§ ASSIGNMENT
Your job is to return every line in the data holding the string "when".
***
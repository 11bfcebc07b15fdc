//! Integration tests for the recording lifecycle
//!
//! These tests validate the complete record-then-load workflow:
//! - Session start/stop and error cases
//! - Artifact contents and round-tripping through the reader
//! - Concurrent recording across and within sessions

mod common;

use common::{gameplay_state, record_sample_session, sample_metadata, temp_recorder};
use std::sync::Arc;
use std::thread;
use urf_rs::event::{EventKind, InputEvent, RecordingEvent, StateEvent};
use urf_rs::{Recording, UniversalRecorder, UrfError};

#[test]
fn test_recorded_session_round_trips_through_reader() {
    let (_dir, recorder) = temp_recorder();
    let path = record_sample_session(&recorder, "roundtrip");

    let recording = Recording::load(&path).unwrap();
    assert_eq!(recording.len(), 3);
    assert_eq!(recording.skipped_lines(), 0);
    assert_eq!(recording.duration(), 0.5);

    let counts = recording.event_counts();
    assert_eq!(counts.get("meta"), Some(&1));
    assert_eq!(counts.get("output"), Some(&1));
    assert_eq!(counts.get("input"), Some(&1));

    // Filtering by variant returns only that variant, order preserved
    for kind in EventKind::all() {
        for event in recording.of_kind(*kind) {
            assert_eq!(event.kind(), *kind);
        }
    }

    let metadata = recording.metadata().unwrap();
    assert_eq!(metadata.timestamp, 0.0);
    assert_eq!(metadata.recording.id, "roundtrip");
    assert_eq!(metadata.recording.terminal.as_ref().unwrap().width, 80);
}

#[test]
fn test_record_before_start_fails() {
    let (_dir, recorder) = temp_recorder();
    let err = recorder
        .record_event("nobody", &gameplay_state(0.1))
        .unwrap_err();
    assert!(matches!(err, UrfError::NoActiveSession { .. }));
}

#[test]
fn test_start_on_active_session_does_not_corrupt_artifact() {
    let (_dir, recorder) = temp_recorder();
    recorder
        .start_recording("busy", sample_metadata("busy"))
        .unwrap();
    recorder.record_event("busy", &gameplay_state(0.1)).unwrap();

    let err = recorder
        .start_recording("busy", sample_metadata("busy"))
        .unwrap_err();
    assert!(matches!(err, UrfError::AlreadyRecording { .. }));

    recorder.record_event("busy", &gameplay_state(0.2)).unwrap();
    let path = recorder.stop_recording("busy").unwrap();

    let recording = Recording::load(&path).unwrap();
    assert_eq!(recording.skipped_lines(), 0);
    assert_eq!(recording.len(), 3);
    assert_eq!(recording.event_counts().get("state"), Some(&2));
}

#[test]
fn test_timestamps_preserved_in_file_order() {
    let (_dir, recorder) = temp_recorder();
    recorder
        .start_recording("order", sample_metadata("order"))
        .unwrap();

    // Deliberately out of order: the recorder appends in call order and
    // the reader must not silently re-sort
    for t in [0.5, 0.2, 0.9] {
        recorder.record_event("order", &gameplay_state(t)).unwrap();
    }
    let path = recorder.stop_recording("order").unwrap();

    let recording = Recording::load(&path).unwrap();
    let timestamps: Vec<f64> = recording
        .of_kind(EventKind::State)
        .map(|e| e.timestamp())
        .collect();
    assert_eq!(timestamps, vec![0.5, 0.2, 0.9]);
}

#[test]
fn test_events_in_range_query() {
    let (_dir, recorder) = temp_recorder();
    recorder
        .start_recording("range", sample_metadata("range"))
        .unwrap();
    for t in [0.1, 0.2, 0.3, 0.4, 0.5] {
        recorder.record_event("range", &gameplay_state(t)).unwrap();
    }
    let path = recorder.stop_recording("range").unwrap();

    let recording = Recording::load(&path).unwrap();
    // Inclusive on both ends; the meta event at t=0 is outside
    let in_range: Vec<f64> = recording
        .events_in_range(0.2, 0.4)
        .map(|e| e.timestamp())
        .collect();
    assert_eq!(in_range, vec![0.2, 0.3, 0.4]);
}

#[test]
fn test_load_tolerates_corrupted_lines() {
    common::init_tracing();
    let (_dir, recorder) = temp_recorder();
    let path = record_sample_session(&recorder, "corrupt");

    // Corrupt the artifact: append garbage between valid records
    let mut content = std::fs::read_to_string(&path).unwrap();
    content.push_str("this is not json\n");
    content.push_str("{\"t\":0.7,\"type\":\"annotation\",\"data\":{}}\n");
    content.push_str(&serde_json::to_string(&gameplay_state(0.8)).unwrap());
    content.push('\n');
    std::fs::write(&path, content).unwrap();

    let recording = Recording::load(&path).unwrap();
    assert_eq!(recording.len(), 4);
    assert_eq!(recording.skipped_lines(), 2);
    assert_eq!(recording.duration(), 0.8);
}

#[test]
fn test_parallel_sessions_are_isolated() {
    let (_dir, recorder) = temp_recorder();
    let recorder = Arc::new(recorder);

    let mut handles = Vec::new();
    for worker in 0..4 {
        let recorder: Arc<UniversalRecorder> = Arc::clone(&recorder);
        handles.push(thread::spawn(move || {
            let session_id = format!("worker-{}", worker);
            recorder
                .start_recording(&session_id, sample_metadata(&session_id))
                .unwrap();
            for i in 0..25 {
                recorder
                    .record_event(&session_id, &gameplay_state(i as f64 / 100.0))
                    .unwrap();
            }
            recorder.stop_recording(&session_id).unwrap()
        }));
    }

    for handle in handles {
        let path = handle.join().unwrap();
        let recording = Recording::load(&path).unwrap();
        assert_eq!(recording.len(), 26);
        assert_eq!(recording.skipped_lines(), 0);
    }
    assert!(recorder.active_sessions().is_empty());
}

#[test]
fn test_same_session_writers_never_interleave() {
    let (_dir, recorder) = temp_recorder();
    let recorder = Arc::new(recorder);
    recorder
        .start_recording("shared", sample_metadata("shared"))
        .unwrap();

    let mut handles = Vec::new();
    for worker in 0..8 {
        let recorder = Arc::clone(&recorder);
        handles.push(thread::spawn(move || {
            for i in 0..50 {
                let event = RecordingEvent::Input(
                    InputEvent::new(
                        worker as f64 + i as f64 / 1000.0,
                        // Large payload to make torn writes likely if the
                        // critical section were wrong
                        serde_json::json!({"key": "a", "pad": "x".repeat(512)}),
                    )
                    .with_stream("keyboard"),
                );
                recorder.record_event("shared", &event).unwrap();
            }
        }));
    }
    for handle in handles {
        handle.join().unwrap();
    }

    assert_eq!(recorder.event_count("shared"), Some(400));
    let path = recorder.stop_recording("shared").unwrap();

    let recording = Recording::load(&path).unwrap();
    assert_eq!(recording.skipped_lines(), 0);
    assert_eq!(recording.len(), 401);
    assert_eq!(recording.event_counts().get("input"), Some(&400));
}

#[test]
fn test_stress_many_events_single_session() {
    let (_dir, recorder) = temp_recorder();
    recorder
        .start_recording("stress", sample_metadata("stress"))
        .unwrap();

    for i in 0..2000 {
        let event = RecordingEvent::State(StateEvent::new(
            i as f64 / 1000.0,
            serde_json::json!({"tick": i}),
        ));
        recorder.record_event("stress", &event).unwrap();
    }
    let path = recorder.stop_recording("stress").unwrap();

    let recording = Recording::load(&path).unwrap();
    assert_eq!(recording.len(), 2001);
    assert_eq!(recording.duration(), 1.999);
}
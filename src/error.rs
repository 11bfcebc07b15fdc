//! Error handling for URF-RS
//!
//! This module defines custom error types and a Result alias for use
//! throughout the crate.

use std::path::PathBuf;
use thiserror::Error;

/// Main error type for URF-RS operations
#[derive(Error, Debug)]
pub enum UrfError {
    /// A recording session was started while already active
    #[error("Session '{session_id}' is already recording")]
    AlreadyRecording { session_id: String },

    /// An event was recorded or a session stopped without an active session
    #[error("No active recording for session '{session_id}'")]
    NoActiveSession { session_id: String },

    /// A recording artifact does not exist on disk
    #[error("Recording not found: {}", path.display())]
    NotFound { path: PathBuf },

    /// A recording artifact violates the format contract
    #[error("Invalid recording format: {0}")]
    InvalidFormat(String),

    /// Errors related to configuration loading/saving
    #[error("Configuration error: {0}")]
    Config(String),

    /// IO errors
    #[error("IO error: {0}")]
    Io(#[from] std::io::Error),

    /// Serialization errors
    #[error("Serialization error: {0}")]
    Serialization(String),

    /// Generic errors with context
    #[error("{context}: {source}")]
    WithContext {
        context: String,
        #[source]
        source: Box<UrfError>,
    },
}

impl UrfError {
    /// Add context to an error
    pub fn with_context(self, context: impl Into<String>) -> Self {
        UrfError::WithContext {
            context: context.into(),
            source: Box::new(self),
        }
    }
}

impl From<serde_json::Error> for UrfError {
    fn from(err: serde_json::Error) -> Self {
        UrfError::Serialization(err.to_string())
    }
}

/// Result type alias for URF-RS operations
pub type Result<T> = std::result::Result<T, UrfError>;

/// Extension trait for adding context to Results
pub trait ResultExt<T> {
    /// Add context to an error result
    fn context(self, context: impl Into<String>) -> Result<T>;

    /// Add context lazily to an error result
    fn with_context<F>(self, f: F) -> Result<T>
    where
        F: FnOnce() -> String;
}

impl<T> ResultExt<T> for Result<T> {
    fn context(self, context: impl Into<String>) -> Result<T> {
        self.map_err(|e| e.with_context(context))
    }

    fn with_context<F>(self, f: F) -> Result<T>
    where
        F: FnOnce() -> String,
    {
        self.map_err(|e| e.with_context(f()))
    }
}
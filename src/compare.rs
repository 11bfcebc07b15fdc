//! Recording comparison for regression testing
//!
//! This module scores an "actual" recording against a "golden" reference
//! and reports how similar they are.
//!
//! # Scoring
//!
//! [`RecordingComparer::compare`] computes up to four sub-scores, each in
//! `[0, 1]`, and averages whichever were active:
//!
//! 1. **Counts** - per-discriminator event counts, within
//!    [`ComparisonOptions::event_count_tolerance`] of golden
//! 2. **Duration** - total duration within
//!    [`ComparisonOptions::duration_tolerance`] of golden
//! 3. **Metadata** - platform and terminal geometry (only when
//!    [`ComparisonOptions::ignore_metadata_variations`] is off)
//! 4. **Structure** - longest common subsequence over the discriminator
//!    sequences (skipped when
//!    [`ComparisonOptions::compare_structure_only`] is on)
//!
//! Recordings are considered equivalent at a similarity of 0.9 or above.
//! Comparison never fails: empty recordings and zero denominators score
//! with defensive defaults, and the result always carries the raw counts
//! and durations of both sides for introspection.
//!
//! # Example
//!
//! ```
//! use urf_rs::compare::RecordingComparer;
//! use urf_rs::reader::Recording;
//!
//! let golden = Recording::from_events(Vec::new());
//! let actual = Recording::from_events(Vec::new());
//!
//! let comparison = RecordingComparer::default().compare(&actual, &golden);
//! assert!(comparison.is_equivalent);
//! assert_eq!(comparison.similarity_score, 1.0);
//! ```

use crate::event::{MetadataEvent, RecordingEvent};
use crate::reader::Recording;
use std::collections::{BTreeMap, BTreeSet};

/// Similarity at or above which two recordings count as equivalent
const EQUIVALENCE_THRESHOLD: f64 = 0.9;

/// Sequence similarity below which a structure difference is flagged
const SEQUENCE_FLAG_THRESHOLD: f64 = 0.9;

/// Partial credit for an event type present in actual but not in golden
const NEW_TYPE_CREDIT: f64 = 0.5;

/// Options for comparing recordings
#[derive(Debug, Clone)]
pub struct ComparisonOptions {
    /// Tolerance for timestamp differences in seconds
    ///
    /// Currently unused by scoring; reserved for per-event alignment.
    pub timestamp_tolerance: f64,

    /// Tolerance for event count differences, as a fraction of golden's
    /// count (0-1)
    pub event_count_tolerance: f64,

    /// Tolerance for duration differences, as a fraction of golden's
    /// duration (0-1)
    pub duration_tolerance: f64,

    /// Ignore minor differences in metadata (e.g. timestamps, ids)
    pub ignore_metadata_variations: bool,

    /// Compare only event types and counts, not content
    pub compare_structure_only: bool,
}

impl Default for ComparisonOptions {
    fn default() -> Self {
        Self {
            timestamp_tolerance: 0.1,
            event_count_tolerance: 0.1,
            duration_tolerance: 0.15,
            ignore_metadata_variations: true,
            compare_structure_only: false,
        }
    }
}

/// Result of comparing two recordings
#[derive(Debug, Clone)]
pub struct RecordingComparison {
    /// Whether the recordings are equivalent (similarity >= 0.9)
    pub is_equivalent: bool,

    /// Overall similarity in `[0, 1]`
    pub similarity_score: f64,

    /// Human-readable differences, in the order the sub-scores ran
    pub differences: Vec<String>,

    /// Per-discriminator counts of the actual recording
    pub actual_event_counts: BTreeMap<String, usize>,

    /// Per-discriminator counts of the golden recording
    pub golden_event_counts: BTreeMap<String, usize>,

    /// Duration of the actual recording in seconds
    pub actual_duration: f64,

    /// Duration of the golden recording in seconds
    pub golden_duration: f64,
}

impl RecordingComparison {
    /// One-line verdict, with the differences appended when the
    /// recordings are not equivalent
    pub fn summary(&self) -> String {
        if self.is_equivalent {
            format!(
                "Recordings are equivalent (similarity: {:.1}%)",
                self.similarity_score * 100.0
            )
        } else {
            let mut summary = format!(
                "Recordings differ (similarity: {:.1}%)",
                self.similarity_score * 100.0
            );
            for difference in &self.differences {
                summary.push('\n');
                summary.push_str(difference);
            }
            summary
        }
    }
}

/// Compares recordings against golden references
#[derive(Debug, Clone, Default)]
pub struct RecordingComparer {
    options: ComparisonOptions,
}

impl RecordingComparer {
    /// Create a comparer with the given options
    pub fn new(options: ComparisonOptions) -> Self {
        Self { options }
    }

    /// The active comparison options
    pub fn options(&self) -> &ComparisonOptions {
        &self.options
    }

    /// Compare an actual recording against a golden reference
    ///
    /// Never fails; always returns a fully populated result.
    pub fn compare(&self, actual: &Recording, golden: &Recording) -> RecordingComparison {
        let mut differences = Vec::new();
        let mut scores = Vec::new();

        let actual_counts = actual.event_counts();
        let golden_counts = golden.event_counts();
        scores.push(self.compare_event_counts(&actual_counts, &golden_counts, &mut differences));

        let actual_duration = actual.duration();
        let golden_duration = golden.duration();
        scores.push(self.compare_durations(actual_duration, golden_duration, &mut differences));

        if !self.options.ignore_metadata_variations {
            scores.push(self.compare_metadata(
                actual.metadata(),
                golden.metadata(),
                &mut differences,
            ));
        }

        if !self.options.compare_structure_only {
            scores.push(self.compare_structure(actual, golden, &mut differences));
        }

        let similarity_score = scores.iter().sum::<f64>() / scores.len() as f64;

        RecordingComparison {
            is_equivalent: similarity_score >= EQUIVALENCE_THRESHOLD,
            similarity_score,
            differences,
            actual_event_counts: actual_counts,
            golden_event_counts: golden_counts,
            actual_duration,
            golden_duration,
        }
    }

    /// Score per-discriminator event counts over the union of observed
    /// discriminators
    fn compare_event_counts(
        &self,
        actual: &BTreeMap<String, usize>,
        golden: &BTreeMap<String, usize>,
        differences: &mut Vec<String>,
    ) -> f64 {
        let all_types: BTreeSet<&String> = actual.keys().chain(golden.keys()).collect();
        let mut scores = Vec::new();

        for kind in all_types {
            let actual_count = actual.get(kind).copied().unwrap_or(0);
            let golden_count = golden.get(kind).copied().unwrap_or(0);

            if golden_count == 0 && actual_count > 0 {
                differences.push(format!(
                    "New event type '{}': {} events (not in golden)",
                    kind, actual_count
                ));
                scores.push(NEW_TYPE_CREDIT);
                continue;
            }

            if actual_count == 0 && golden_count > 0 {
                differences.push(format!(
                    "Missing event type '{}': expected {} events",
                    kind, golden_count
                ));
                scores.push(0.0);
                continue;
            }

            let difference = actual_count.abs_diff(golden_count) as f64;
            let tolerance = golden_count as f64 * self.options.event_count_tolerance;

            if difference > tolerance {
                differences.push(format!(
                    "Event count mismatch for '{}': expected ~{}, got {}",
                    kind, golden_count, actual_count
                ));
                scores.push((1.0 - difference / golden_count as f64).max(0.0));
            } else {
                scores.push(1.0);
            }
        }

        mean_or_perfect(&scores)
    }

    /// Score total durations
    fn compare_durations(&self, actual: f64, golden: f64, differences: &mut Vec<String>) -> f64 {
        if golden == 0.0 {
            return 1.0; // Can't compare zero duration
        }

        let difference = (actual - golden).abs();
        let tolerance = golden * self.options.duration_tolerance;

        if difference > tolerance {
            differences.push(format!(
                "Duration mismatch: expected ~{:.2}s, got {:.2}s (diff: {:.2}s)",
                golden, actual, difference
            ));
            return (1.0 - difference / golden).max(0.0);
        }

        1.0
    }

    /// Score session metadata: platform equality, and terminal geometry
    /// when both sides declare it
    fn compare_metadata(
        &self,
        actual: Option<&MetadataEvent>,
        golden: Option<&MetadataEvent>,
        differences: &mut Vec<String>,
    ) -> f64 {
        let (actual, golden) = match (actual, golden) {
            (None, None) => return 1.0,
            (Some(a), Some(g)) => (a, g),
            _ => {
                differences.push("Metadata presence mismatch".to_string());
                return 0.0;
            }
        };

        let mut scores = Vec::new();

        if actual.recording.platform != golden.recording.platform {
            differences.push(format!(
                "Platform mismatch: expected '{}', got '{}'",
                golden.recording.platform, actual.recording.platform
            ));
            scores.push(0.0);
        } else {
            scores.push(1.0);
        }

        if let (Some(actual_term), Some(golden_term)) =
            (&actual.recording.terminal, &golden.recording.terminal)
        {
            if actual_term.width != golden_term.width || actual_term.height != golden_term.height {
                differences.push(format!(
                    "Terminal dimensions mismatch: expected {}x{}, got {}x{}",
                    golden_term.width, golden_term.height, actual_term.width, actual_term.height
                ));
                scores.push(0.5);
            } else {
                scores.push(1.0);
            }
        }

        mean_or_perfect(&scores)
    }

    /// Score the discriminator sequences via longest common subsequence
    fn compare_structure(
        &self,
        actual: &Recording,
        golden: &Recording,
        differences: &mut Vec<String>,
    ) -> f64 {
        let actual_sequence: Vec<&str> = actual
            .iter()
            .map(|e: &RecordingEvent| e.kind().as_str())
            .collect();
        let golden_sequence: Vec<&str> = golden
            .iter()
            .map(|e: &RecordingEvent| e.kind().as_str())
            .collect();

        let lcs = longest_common_subsequence(&actual_sequence, &golden_sequence);
        let max_length = actual_sequence.len().max(golden_sequence.len());
        let similarity = if max_length > 0 {
            lcs as f64 / max_length as f64
        } else {
            1.0
        };

        if similarity < SEQUENCE_FLAG_THRESHOLD {
            differences.push(format!(
                "Event sequence differs (similarity: {:.1}%)",
                similarity * 100.0
            ));
        }

        similarity
    }
}

fn mean_or_perfect(scores: &[f64]) -> f64 {
    if scores.is_empty() {
        1.0
    } else {
        scores.iter().sum::<f64>() / scores.len() as f64
    }
}

/// Longest common subsequence length, classic O(n*m) dynamic programming
///
/// Fine for the hundreds-to-low-thousands event counts recordings have in
/// practice; a banded or linear-space variant would be a drop-in for
/// callers comparing very long recordings.
fn longest_common_subsequence(a: &[&str], b: &[&str]) -> usize {
    let (m, n) = (a.len(), b.len());
    let mut dp = vec![vec![0usize; n + 1]; m + 1];

    for i in 1..=m {
        for j in 1..=n {
            dp[i][j] = if a[i - 1] == b[j - 1] {
                dp[i - 1][j - 1] + 1
            } else {
                dp[i - 1][j].max(dp[i][j - 1])
            };
        }
    }

    dp[m][n]
}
***
§ RESULT OF THE EXERCISE
//! 3. **Metadata** - platform and terminal geometry (only when
//!    sequences (skipped when
    /// One-line verdict, with the differences appended when the
    /// when both sides declare it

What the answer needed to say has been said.